See Access control with IAM for instructions on adding one of the following roles to your account:
roles/compute.networkAdmin
orroles/servicenetworking.networksAdmin
Cannot modify allocated ranges in CreateConnection
ERROR: (gcloud.services.vpc-peerings.connect) The operation
"operations/[operation_id]" resulted in a failure "Cannot modify allocated
ranges in CreateConnection. Please use UpdateConnection.
This error is returned when you have already created a vpc-peering on this network with different IP ranges. There are two possible solutions:
Replace the existing IP ranges:
gcloud services vpc-peerings update \
--network=NETWORK_NAME \
--ranges=IP_RANGE_NAME \
--service=servicenetworking.googleapis.com \
--force
Or, add the new IP range to the existing connection:
Retrieve the list of existing IP ranges for the peering:
EXISTING_RANGES=$( gcloud services vpc-peerings list \ --network=NETWORK_NAME \ --service=servicenetworking.googleapis.com \ --format="value(reservedPeeringRanges.list())" )

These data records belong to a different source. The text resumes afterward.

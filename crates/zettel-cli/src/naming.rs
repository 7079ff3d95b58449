//! Generated output filenames
//!
//! `--name id counter timestamp` builds `<name-dir>/<id>-<counter>-<timestamp>.md`
//! from the components in the order given.

use anyhow::{Result, bail};
use clap::{Args, ValueEnum};
use std::path::PathBuf;

use crate::counter::CounterStore;

/// A component of a generated filename
#[derive(Debug, Clone, Copy, PartialEq, Eq, ValueEnum)]
pub enum NameComponent {
    /// The `--id` text
    Id,
    /// Next value of the named counter, zero-padded
    Counter,
    /// Local time as `%Y%m%d%H%M%S`
    Timestamp,
}

/// Options for generating an output filename
#[derive(Args, Debug, Clone)]
pub struct NamingArgs {
    /// Write to a generated filename built from these components, in order
    #[arg(long, num_args = 1.., value_enum, value_name = "COMPONENT")]
    pub name: Option<Vec<NameComponent>>,

    /// Folder for the generated file (must already exist)
    #[arg(long, default_value = ".")]
    pub name_dir: PathBuf,

    /// Human-readable id to include in the filename
    #[arg(long)]
    pub id: Option<String>,

    /// Minimum digits in the counter
    #[arg(long, default_value_t = 4)]
    pub digits: usize,

    /// Separator between components
    #[arg(long, default_value = "-")]
    pub separator: String,

    /// Counter name (defaults to --id)
    #[arg(long)]
    pub counter: Option<String>,

    /// File holding the counters
    #[arg(long, default_value = ".counter.dat")]
    pub counter_path: PathBuf,
}

/// Resolved values for each component
#[derive(Debug, Clone, Default, PartialEq, Eq)]
pub struct NameParts {
    /// `--id`
    pub id: Option<String>,
    /// Padded counter value
    pub counter: Option<String>,
    /// Formatted timestamp
    pub timestamp: String,
}

impl NamingArgs {
    /// Counter to draw from: `--counter`, else `--id`
    pub fn counter_name(&self) -> Option<&str> {
        self.counter.as_deref().or(self.id.as_deref())
    }

    /// Build the output path for `components`, issuing a counter value if one is needed.
    pub fn resolve(&self, components: &[NameComponent]) -> Result<PathBuf> {
        if !self.name_dir.is_dir() {
            bail!(
                "Destination directory (--name-dir {}) does not exist. Will not write file.",
                self.name_dir.display()
            );
        }
        if components.contains(&NameComponent::Id) && self.id.is_none() {
            bail!("--name id requires --id");
        }

        let counter = if components.contains(&NameComponent::Counter) {
            let Some(counter_name) = self.counter_name() else {
                bail!("--name counter requires --counter or --id");
            };
            let count = CounterStore::new(&self.counter_path).next(counter_name)?;
            Some(pad_counter(count, self.digits))
        } else {
            None
        };

        let parts = NameParts {
            id: self.id.clone(),
            counter,
            timestamp: chrono::Local::now().format("%Y%m%d%H%M%S").to_string(),
        };
        let file_name = compose_file_name(components, &parts, &self.separator)?;
        Ok(self.name_dir.join(file_name))
    }
}

/// Zero-pad `count` to at least `digits` digits.
pub fn pad_counter(count: u64, digits: usize) -> String {
    format!("{count:0digits$}")
}

/// Join the components' values with `separator` and add `.md`.
pub fn compose_file_name(
    components: &[NameComponent],
    parts: &NameParts,
    separator: &str,
) -> Result<String> {
    if components.is_empty() {
        bail!("--name needs at least one component");
    }
    let mut values = Vec::with_capacity(components.len());
    for component in components {
        let value = match component {
            NameComponent::Id => parts.id.as_deref(),
            NameComponent::Counter => parts.counter.as_deref(),
            NameComponent::Timestamp => Some(parts.timestamp.as_str()),
        };
        let Some(value) = value else {
            bail!("no value for name component {component:?}");
        };
        values.push(value);
    }
    Ok(format!("{}.md", values.join(separator)))
}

Then, add the new range to the peering:
gcloud services vpc-peerings update \ --network=NETWORK_NAME \ --ranges=$EXISTING_RANGES,IP_RANGE_NAME \ --service=servicenetworking.googleapis.com
IP address range exhausted
Problem: Instance creation fails with range exhausted error:
ERROR: (gcloud.alpha.Parallelstore.instances.create) FAILED_PRECONDITION: Invalid
resource state for "NETWORK_RANGES_NOT_AVAILABLE": IP address range exhausted
Solution: Follow the VPC guide to either recreate the IP range or extend the existing IP range.
If you're recreating a Parallelstore instance, you must recreate the IP range instead of extending it.